При этом на захваченных землях Речи Посполитой (в Польше, Литве, Украине и Белоруссии) власти довольно решительно проводили антипомещичью и прокрестьянскую политику, чтобы привлечь на свою сторону крестьянство и разорить и ослабить бунтующую против Империи шляхту. Впрочем, при любых мерах по ограничению и постепенному сворачиванию крепостного права в России, земельные владения признавались «навсегда неприкосновенными в руках дворянства».
Однако ничто не помогало и не могло остановить стремительный упадок, разорение и разложение дворянства. Не умея вести хозяйство, встроенные в новые рыночные отношения, тратя безумно много на предметы роскоши и карточную игру, сталкиваясь с падением производительности крепостного труда, помещики массово «прогорали», разорялись и закладывали крепостных крестьян в кредитных учреждениях. К 1796 году было заложено всего шесть процентов крепостных душ, а к концу эпохи Николая I помещики заложили уже семь миллионов «душ» или 66 процентов всех помещичьих крестьян в России, и были должны кредитным учреждениям государства 425 миллионов рублей (что вдвое превосходило сумму доходов госбюджета). Помещичьи имения шли с молотка. Крепостная экономика полностью исчерпала свои возможности как в промышленности, так и в сельском хозяйстве.

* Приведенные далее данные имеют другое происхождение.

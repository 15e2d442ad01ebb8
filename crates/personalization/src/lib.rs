//! Personalization: item-item similarity over purchase history and the
//! product recommendation lookup served to the UI.

pub mod recommendations;
pub mod similarity;

pub use recommendations::{
    Recommendation, RecommendationEngine, RecommendationResponse, DEFAULT_RECOMMENDATION_COUNT,
};
pub use similarity::{build_item_matrix, build_similarity, cosine_similarity, ItemMatrix};
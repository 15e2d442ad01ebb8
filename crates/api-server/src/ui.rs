//! Server-rendered HTML pages: a product picker and the recommendation list.

use axum::extract::{Query, State};
use axum::response::Html;
use std::fmt::Write as _;

use crate::rest::{AppState, RecommendQuery};

pub const NOT_FOUND_MESSAGE: &str = "Product not found or insufficient data.";

const STYLE: &str = "body{font-family:sans-serif;max-width:42rem;margin:2rem auto;padding:0 1rem}\
.success{background:#e6f4ea;border-left:4px solid #1e8e3e;padding:.75rem}\
.warning{background:#fef7e0;border-left:4px solid #f9ab00;padding:.75rem}\
select,button,input{font-size:1rem;margin:.25rem 0}";

/// Escape text for use in HTML element content and quoted attributes.
pub fn escape_html(input: &str) -> String {
    let mut out = String::with_capacity(input.len());
    for ch in input.chars() {
        match ch {
            '&' => out.push_str("&amp;"),
            '<' => out.push_str("&lt;"),
            '>' => out.push_str("&gt;"),
            '"' => out.push_str("&quot;"),
            '\'' => out.push_str("&#39;"),
            _ => out.push(ch),
        }
    }
    out
}

fn page(title: &str, body: &str) -> Html<String> {
    Html(format!(
        "<!DOCTYPE html>\n<html lang=\"en\">\n<head>\n<meta charset=\"utf-8\">\n\
         <title>{title}</title>\n<style>{STYLE}</style>\n</head>\n<body>\n\
         <h1>Shopper Spectrum</h1>\n{body}</body>\n</html>\n",
        title = escape_html(title),
    ))
}

fn product_form(state: &AppState, selected: Option<&str>, count: usize) -> String {
    let mut form = String::from(
        "<form action=\"/recommendations\" method=\"get\">\n\
         <label for=\"product\">Choose a product</label><br>\n\
         <select id=\"product\" name=\"product\">\n",
    );
    for product in state.engine.products() {
        let escaped = escape_html(product);
        let marker = if selected == Some(product.as_str()) { " selected" } else { "" };
        let _ = writeln!(form, "<option value=\"{escaped}\"{marker}>{escaped}</option>");
    }
    let _ = write!(
        form,
        "</select><br>\n\
         <label for=\"n\">How many</label>\n\
         <input id=\"n\" name=\"n\" type=\"number\" min=\"1\" max=\"{max}\" value=\"{count}\"><br>\n\
         <button type=\"submit\">Get Recommendations</button>\n</form>\n",
        max = state.max_count,
    );
    form
}

/// GET /: product picker.
pub async fn index(State(state): State<AppState>) -> Html<String> {
    let body = product_form(&state, None, state.default_count);
    page("Product Recommendations", &body)
}

/// GET /recommendations: numbered list of similar products, or a warning
/// when the lookup comes back empty.
pub async fn recommendations_page(
    State(state): State<AppState>,
    Query(query): Query<RecommendQuery>,
) -> Html<String> {
    let response = state.lookup(&query.product, query.n);

    let mut body = product_form(&state, Some(query.product.as_str()), state.resolve_count(query.n));
    if response.recommendations.is_empty() {
        let _ = writeln!(body, "<p class=\"warning\">{NOT_FOUND_MESSAGE}</p>");
    } else {
        let _ = writeln!(
            body,
            "<p class=\"success\">Top {} Recommended Products:</p>\n<ol>",
            response.recommendations.len()
        );
        for rec in &response.recommendations {
            let _ = writeln!(body, "<li>{}</li>", escape_html(&rec.product));
        }
        body.push_str("</ol>\n");
    }

    page("Recommendations", &body)
}

#[cfg(test)]
mod tests {
    use super::*;

    #[test]
    fn escapes_markup_characters() {
        assert_eq!(
            escape_html("<b>\"FAIRY\" & 'CAKE'</b>"),
            "&lt;b&gt;&quot;FAIRY&quot; &amp; &#39;CAKE&#39;&lt;/b&gt;"
        );
        assert_eq!(escape_html("PLAIN TEXT"), "PLAIN TEXT");
    }
}
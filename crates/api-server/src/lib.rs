#![warn(clippy::unwrap_used)]

pub mod rest;
pub mod server;
pub mod ui;

pub use server::ApiServer;
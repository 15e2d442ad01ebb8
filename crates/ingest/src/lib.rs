//! Transaction ingest: CSV loading and cleaning of the retail line-item log.

pub mod cleaner;
pub mod loader;

pub use cleaner::{clean_transactions, CleanReport};
pub use loader::{load_transactions, load_transactions_file, RawTransaction};
//! Segmentation engine: standardizes RFM features, clusters customers and
//! names each cluster with the labeling rules.

use ndarray::Array2;
use serde::{Deserialize, Serialize};
use shopper_core::config::SegmentationConfig;
use shopper_core::types::{CustomerRfm, CustomerSegment, SegmentLabel};
use tracing::info;

use crate::kmeans::{KMeans, KMeansParams};
use crate::labeling::{RfmMeans, SegmentRules};
use crate::scaler::StandardScaler;

/// Size and mean RFM values of one realized cluster, with its label.
#[derive(Debug, Clone, PartialEq, Serialize, Deserialize)]
pub struct ClusterProfile {
    pub cluster: usize,
    pub size: usize,
    pub mean_recency: f64,
    pub mean_frequency: f64,
    pub mean_monetary: f64,
    pub segment: SegmentLabel,
}

#[derive(Debug, Clone, PartialEq)]
pub struct SegmentationResult {
    /// One entry per input customer, in input order.
    pub customers: Vec<CustomerSegment>,
    /// One entry per cluster that received members, ordered by cluster id.
    pub profiles: Vec<ClusterProfile>,
    pub inertia: f64,
    pub iterations: usize,
}

impl SegmentationResult {
    fn empty() -> Self {
        Self {
            customers: Vec::new(),
            profiles: Vec::new(),
            inertia: 0.0,
            iterations: 0,
        }
    }
}

/// Recency, frequency and monetary as a `customers x 3` matrix.
pub fn rfm_matrix(records: &[CustomerRfm]) -> Array2<f64> {
    let mut matrix = Array2::zeros((records.len(), 3));
    for (mut row, record) in matrix.rows_mut().into_iter().zip(records) {
        row[0] = record.recency as f64;
        row[1] = record.frequency as f64;
        row[2] = record.monetary;
    }
    matrix
}

pub struct SegmentationEngine {
    kmeans: KMeans,
    rules: SegmentRules,
}

impl SegmentationEngine {
    pub fn new(params: KMeansParams, rules: SegmentRules) -> Self {
        Self {
            kmeans: KMeans::new(params),
            rules,
        }
    }

    pub fn from_config(config: &SegmentationConfig) -> Self {
        Self::new(KMeansParams::from(config), SegmentRules::from(&config.thresholds))
    }

    pub fn params(&self) -> &KMeansParams {
        self.kmeans.params()
    }

    pub fn rules(&self) -> &SegmentRules {
        &self.rules
    }

    /// Cluster customers on standardized RFM features and label each
    /// cluster from its unscaled mean values.
    pub fn segment(&self, records: &[CustomerRfm]) -> SegmentationResult {
        if records.is_empty() {
            return SegmentationResult::empty();
        }

        let features = rfm_matrix(records);
        let (_, scaled) = StandardScaler::fit_transform(features.view());
        let model = self.kmeans.fit(scaled.view());

        let profiles = self.profile(records, &model.labels, model.centroids.nrows());
        let mut labels_by_cluster = vec![SegmentLabel::Occasional; model.centroids.nrows()];
        for profile in &profiles {
            labels_by_cluster[profile.cluster] = profile.segment;
        }

        let customers = records
            .iter()
            .zip(&model.labels)
            .map(|(record, &cluster)| CustomerSegment {
                customer_id: record.customer_id.clone(),
                recency: record.recency,
                frequency: record.frequency,
                monetary: record.monetary,
                cluster,
                segment: labels_by_cluster[cluster],
            })
            .collect();

        info!(
            customers = records.len(),
            requested_clusters = self.params().n_clusters,
            realized_clusters = profiles.len(),
            inertia = model.inertia,
            iterations = model.iterations,
            "Customers segmented"
        );

        SegmentationResult {
            customers,
            profiles,
            inertia: model.inertia,
            iterations: model.iterations,
        }
    }

    fn profile(&self, records: &[CustomerRfm], labels: &[usize], k: usize) -> Vec<ClusterProfile> {
        let mut sums = vec![(0usize, 0.0f64, 0.0f64, 0.0f64); k];
        for (record, &cluster) in records.iter().zip(labels) {
            let entry = &mut sums[cluster];
            entry.0 += 1;
            entry.1 += record.recency as f64;
            entry.2 += record.frequency as f64;
            entry.3 += record.monetary;
        }

        sums.into_iter()
            .enumerate()
            .filter(|(_, (size, ..))| *size > 0)
            .map(|(cluster, (size, recency, frequency, monetary))| {
                let n = size as f64;
                let means = RfmMeans {
                    recency: recency / n,
                    frequency: frequency / n,
                    monetary: monetary / n,
                };
                ClusterProfile {
                    cluster,
                    size,
                    mean_recency: means.recency,
                    mean_frequency: means.frequency,
                    mean_monetary: means.monetary,
                    segment: self.rules.label(&means),
                }
            })
            .collect()
    }
}

impl Default for SegmentationEngine {
    fn default() -> Self {
        Self::from_config(&SegmentationConfig::default())
    }
}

Одновременно с упадком дворянства господствующее положение в Петербургской империи в XVIII–XIX веках постепенно занимает бюрократия. Уже при Петре I её роль была огромна, а спустя сто лет, при Николае I, по словам В.О. Ключевского, «завершено было здание русской бюрократии». За внешней строгой иерархией учреждений и должностных лиц, зависимостью чиновничества от монарха, разделением труда чиновников и унификацией структуры бюрократических органов скрывалась чудовищная коррупция, волокита, неразбериха, способность бюрократов «утопить» и исказить любое начинание верховной власти.

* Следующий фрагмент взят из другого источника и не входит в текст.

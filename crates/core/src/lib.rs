pub mod config;
pub mod error;
pub mod types;

pub use config::AppConfig;
pub use error::{ShopperError, ShopperResult};
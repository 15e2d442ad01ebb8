use chrono::NaiveDateTime;
use serde::{Deserialize, Serialize};
use std::fmt;
use std::str::FromStr;

/// Prefix marking a cancelled invoice in the transaction log.
pub const CANCELLATION_MARKER: char = 'C';

/// A cleaned line item. Quantity and unit price are strictly positive and
/// the customer id is present.
#[derive(Debug, Clone, PartialEq, Serialize, Deserialize)]
pub struct Transaction {
    pub invoice_no: String,
    pub stock_code: Option<String>,
    pub description: String,
    pub quantity: i64,
    pub unit_price: f64,
    pub customer_id: String,
    pub invoice_date: NaiveDateTime,
    pub country: String,
    /// `quantity * unit_price`.
    pub line_total: f64,
}

/// Recency/Frequency/Monetary features for one customer.
#[derive(Debug, Clone, PartialEq, Serialize, Deserialize)]
pub struct CustomerRfm {
    pub customer_id: String,
    /// Whole days between the customer's last purchase and the reference date.
    pub recency: u32,
    /// Number of distinct invoices.
    pub frequency: u32,
    /// Sum of line totals.
    pub monetary: f64,
}

/// Human-readable customer segment derived from a cluster's mean RFM values.
#[derive(Debug, Clone, Copy, PartialEq, Eq, Hash, PartialOrd, Ord, Serialize, Deserialize)]
pub enum SegmentLabel {
    #[serde(rename = "High-Value")]
    HighValue,
    #[serde(rename = "Regular")]
    Regular,
    #[serde(rename = "At-Risk")]
    AtRisk,
    #[serde(rename = "Occasional")]
    Occasional,
}

impl SegmentLabel {
    pub const ALL: [SegmentLabel; 4] = [
        SegmentLabel::HighValue,
        SegmentLabel::Regular,
        SegmentLabel::AtRisk,
        SegmentLabel::Occasional,
    ];

    pub fn as_str(&self) -> &'static str {
        match self {
            SegmentLabel::HighValue => "High-Value",
            SegmentLabel::Regular => "Regular",
            SegmentLabel::AtRisk => "At-Risk",
            SegmentLabel::Occasional => "Occasional",
        }
    }
}

impl fmt::Display for SegmentLabel {
    fn fmt(&self, f: &mut fmt::Formatter<'_>) -> fmt::Result {
        f.write_str(self.as_str())
    }
}

impl FromStr for SegmentLabel {
    type Err = String;

    fn from_str(s: &str) -> Result<Self, Self::Err> {
        SegmentLabel::ALL
            .into_iter()
            .find(|label| label.as_str().eq_ignore_ascii_case(s.trim()))
            .ok_or_else(|| format!("unknown segment label '{s}'"))
    }
}

/// An RFM record with its cluster assignment and segment label. This is the
/// row shape of the persisted RFM table.
#[derive(Debug, Clone, PartialEq, Serialize, Deserialize)]
pub struct CustomerSegment {
    #[serde(rename = "CustomerID")]
    pub customer_id: String,
    #[serde(rename = "Recency")]
    pub recency: u32,
    #[serde(rename = "Frequency")]
    pub frequency: u32,
    #[serde(rename = "Monetary")]
    pub monetary: f64,
    #[serde(rename = "Cluster")]
    pub cluster: usize,
    #[serde(rename = "Segment")]
    pub segment: SegmentLabel,
}

impl CustomerSegment {
    pub fn rfm(&self) -> CustomerRfm {
        CustomerRfm {
            customer_id: self.customer_id.clone(),
            recency: self.recency,
            frequency: self.frequency,
            monetary: self.monetary,
        }
    }
}

/// Square product-by-product cosine similarity table.
///
/// Products are held in strictly ascending order so lookups can binary
/// search; `scores` is row-major with `products.len()^2` entries.
#[derive(Debug, Clone, PartialEq, Serialize, Deserialize)]
pub struct SimilarityTable {
    products: Vec<String>,
    scores: Vec<f64>,
}

impl SimilarityTable {
    pub fn from_parts(products: Vec<String>, scores: Vec<f64>) -> Result<Self, String> {
        let table = Self { products, scores };
        table.validate()?;
        Ok(table)
    }

    pub fn empty() -> Self {
        Self {
            products: Vec::new(),
            scores: Vec::new(),
        }
    }

    /// Check the shape and ordering invariants. Tables coming off disk go
    /// through here before use.
    pub fn validate(&self) -> Result<(), String> {
        let n = self.products.len();
        if self.scores.len() != n * n {
            return Err(format!(
                "similarity table has {} scores for {} products (expected {})",
                self.scores.len(),
                n,
                n * n
            ));
        }
        if let Some(pair) = self.products.windows(2).find(|w| w[0] >= w[1]) {
            return Err(format!(
                "product names are not strictly ascending at '{}' / '{}'",
                pair[0], pair[1]
            ));
        }
        Ok(())
    }

    pub fn len(&self) -> usize {
        self.products.len()
    }

    pub fn is_empty(&self) -> bool {
        self.products.is_empty()
    }

    pub fn products(&self) -> &[String] {
        &self.products
    }

    pub fn index_of(&self, product: &str) -> Option<usize> {
        self.products
            .binary_search_by(|p| p.as_str().cmp(product))
            .ok()
    }

    pub fn contains(&self, product: &str) -> bool {
        self.index_of(product).is_some()
    }

    /// Similarities of product `i` against every product, in catalog order.
    pub fn row(&self, i: usize) -> &[f64] {
        let n = self.products.len();
        &self.scores[i * n..(i + 1) * n]
    }

    pub fn get(&self, i: usize, j: usize) -> f64 {
        self.scores[i * self.products.len() + j]
    }

    pub fn score(&self, a: &str, b: &str) -> Option<f64> {
        Some(self.get(self.index_of(a)?, self.index_of(b)?))
    }
}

Впрочем, бюрократия была неоднородна. Она отчётливо делилась на три группы (первые четыре, пятый-двенадцатый и тринадцатый-четырнадцатый ранги в Табели о рангах), чьи имущественное положение, статус, стиль жизни, самосознание и интересы различались столь же резко, как и у высшей аристократии, среднего дворянства и разорившегося беспоместного дворянства. Жалованье чиновников низшего ранга было совершенно ничтожным (ниже тогдашнего «прожиточного минимума»), а рабочий день длился более десяти часов в сутки. (Вспомним бессмертного несчастного Акакия Акакиевича из «Шинели» Гоголя!). Однако беспорочная служба – механическая и безынициативная – и лояльность начальству открывали возможность получения дворянства, орденов и богатств. Поэтому погоня за чинами в России XVIII–XIX веков приняла характер стихийного бедствия; чин полностью заслонил человека.